Les faits : la prévenue avait donné trois gifles à ses filles en novembre 2022. En première instance, elle est condamnée pour voies de fait. En appel, elle est finalement libérée au motif que la plainte a été déposée trop tard.
Sur le fond, la Cour est claire : les gifles constituent objectivement des voies de fait (art. 126 CP). Le « droit de correction » n’est pas illimité et il suppose un but éducatif.
Or, ici, les gifles ont été données sous le coup de l’émotion, et non dans une démarche pédagogique.
Résultat ? Pas de condamnation pénale (plainte tardive), mais un comportement jugé illicite et les frais laissés à la charge de la mère, pour avoir fautivement provoqué l’ouverture de l’action pénale.
Le droit suisse ne consacre plus explicitement de « droit de correction » mais ne l’exclut pas pour autant, la doctrine étant divisée. Certains auteurs prônent d’accorder aux parents le droit de recourir à de légères corrections corporelles, alors que d’autres excluent tout droit de correction corporelle, y compris les voies de fait.
Et nos tribunaux sont parfois confrontés à une tension entre des arguments culturels et une évolution des standards juridiques en matière de droit de correction, puisqu’ils font face à des situations où les prévenus font valoir l’existence de prérogatives éducatives différentes dans leur pays d’origine, invoquant l’erreur sur l’illicéité (art. 21 CP), ce que notre Haute Cour n’admet qu’à titre exceptionnel (voir notamment TF 6S.178/2005 du 22 juin 2005, consid. 4.1).

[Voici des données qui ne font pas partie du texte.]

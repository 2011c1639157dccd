//! # Cylinder Primitive
//!
//! Generates closed cylinders along the Z axis, used for drilled holes.

use crate::error::MeshError;
use crate::mesh::Mesh;
use glam::DVec3;
use std::f64::consts::TAU;

/// Creates a cylinder mesh along the Z axis.
///
/// # Arguments
///
/// * `height` - Height along Z axis
/// * `radius` - Cylinder radius
/// * `center` - If true, center vertically at origin
/// * `segments` - Number of segments around circumference
///
/// # Example
///
/// ```rust
/// use profile_mesh::primitives::create_cylinder;
///
/// let mesh = create_cylinder(10.0, 5.0, false, 32).unwrap();
/// assert_eq!(mesh.vertex_count(), 66);
/// ```
pub fn create_cylinder(
    height: f64,
    radius: f64,
    center: bool,
    segments: u32,
) -> Result<Mesh, MeshError> {
    if height <= 0.0 || !height.is_finite() {
        return Err(MeshError::degenerate(format!(
            "cylinder height must be positive: {}",
            height
        )));
    }
    if radius <= 0.0 || !radius.is_finite() {
        return Err(MeshError::degenerate(format!(
            "cylinder radius must be positive: {}",
            radius
        )));
    }
    if segments < 3 {
        return Err(MeshError::degenerate(format!(
            "cylinder segments must be at least 3: {}",
            segments
        )));
    }

    let (z_bottom, z_top) = if center {
        (-height / 2.0, height / 2.0)
    } else {
        (0.0, height)
    };

    let n = segments;
    let mut mesh = Mesh::with_capacity(2 * n as usize + 2, 4 * n as usize);

    for z in [z_bottom, z_top] {
        for j in 0..n {
            let theta = TAU * j as f64 / n as f64;
            mesh.add_vertex(DVec3::new(radius * theta.cos(), radius * theta.sin(), z));
        }
    }
    let bottom_center = mesh.add_vertex(DVec3::new(0.0, 0.0, z_bottom));
    let top_center = mesh.add_vertex(DVec3::new(0.0, 0.0, z_top));

    for j in 0..n {
        let j_next = (j + 1) % n;
        let (b0, b1, t0, t1) = (j, j_next, j + n, j_next + n);

        mesh.add_triangle(b0, b1, t1);
        mesh.add_triangle(b0, t1, t0);
        mesh.add_triangle(bottom_center, b1, b0);
        mesh.add_triangle(top_center, t0, t1);
    }

    Ok(mesh)
}

#[cfg(test)]
mod tests {
    use super::*;
    use approx::assert_relative_eq;

    #[test]
    fn test_cylinder_counts() {
        let mesh = create_cylinder(10.0, 5.0, false, 16).unwrap();
        assert_eq!(mesh.vertex_count(), 34);
        assert_eq!(mesh.triangle_count(), 64);
        assert!(mesh.validate());
    }

    #[test]
    fn test_cylinder_volume_approaches_pi_r2_h() {
        let mesh = create_cylinder(10.0, 5.0, true, 128).unwrap();
        let exact = std::f64::consts::PI * 25.0 * 10.0;
        assert!(mesh.signed_volume() > 0.0);
        assert_relative_eq!(mesh.signed_volume(), exact, max_relative = 1e-2);
    }

    #[test]
    fn test_cylinder_centered_bounds() {
        let (min, max) = create_cylinder(4.0, 1.0, true, 8).unwrap().bounding_box();
        assert_relative_eq!(min.z, -2.0);
        assert_relative_eq!(max.z, 2.0);
    }

    #[test]
    fn test_cylinder_invalid() {
        assert!(create_cylinder(0.0, 1.0, false, 8).is_err());
        assert!(create_cylinder(1.0, 0.0, false, 8).is_err());
        assert!(create_cylinder(1.0, 1.0, false, 2).is_err());
    }
}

Dans un arrêt du 18 juin 2024, le Tribunal fédéral, sans exclure explicitement tout droit de correction, a jugé « douteux » qu’un tel droit soit encore toléré à ce jour en cas de violences physiques commises sur un enfant (TF 6B_1257/2023, consid. 2.3.2).
Alors, question ouverte : en 2026, une gifle peut-elle encore réellement avoir une portée éducative ? Ou est-elle devenue juridiquement injustifiable et socialement dépassée ?
Le débat reste sensible. Mais une chose est sûre : la protection de l’enfant doit toujours figurer comme l’intérêt prédominant.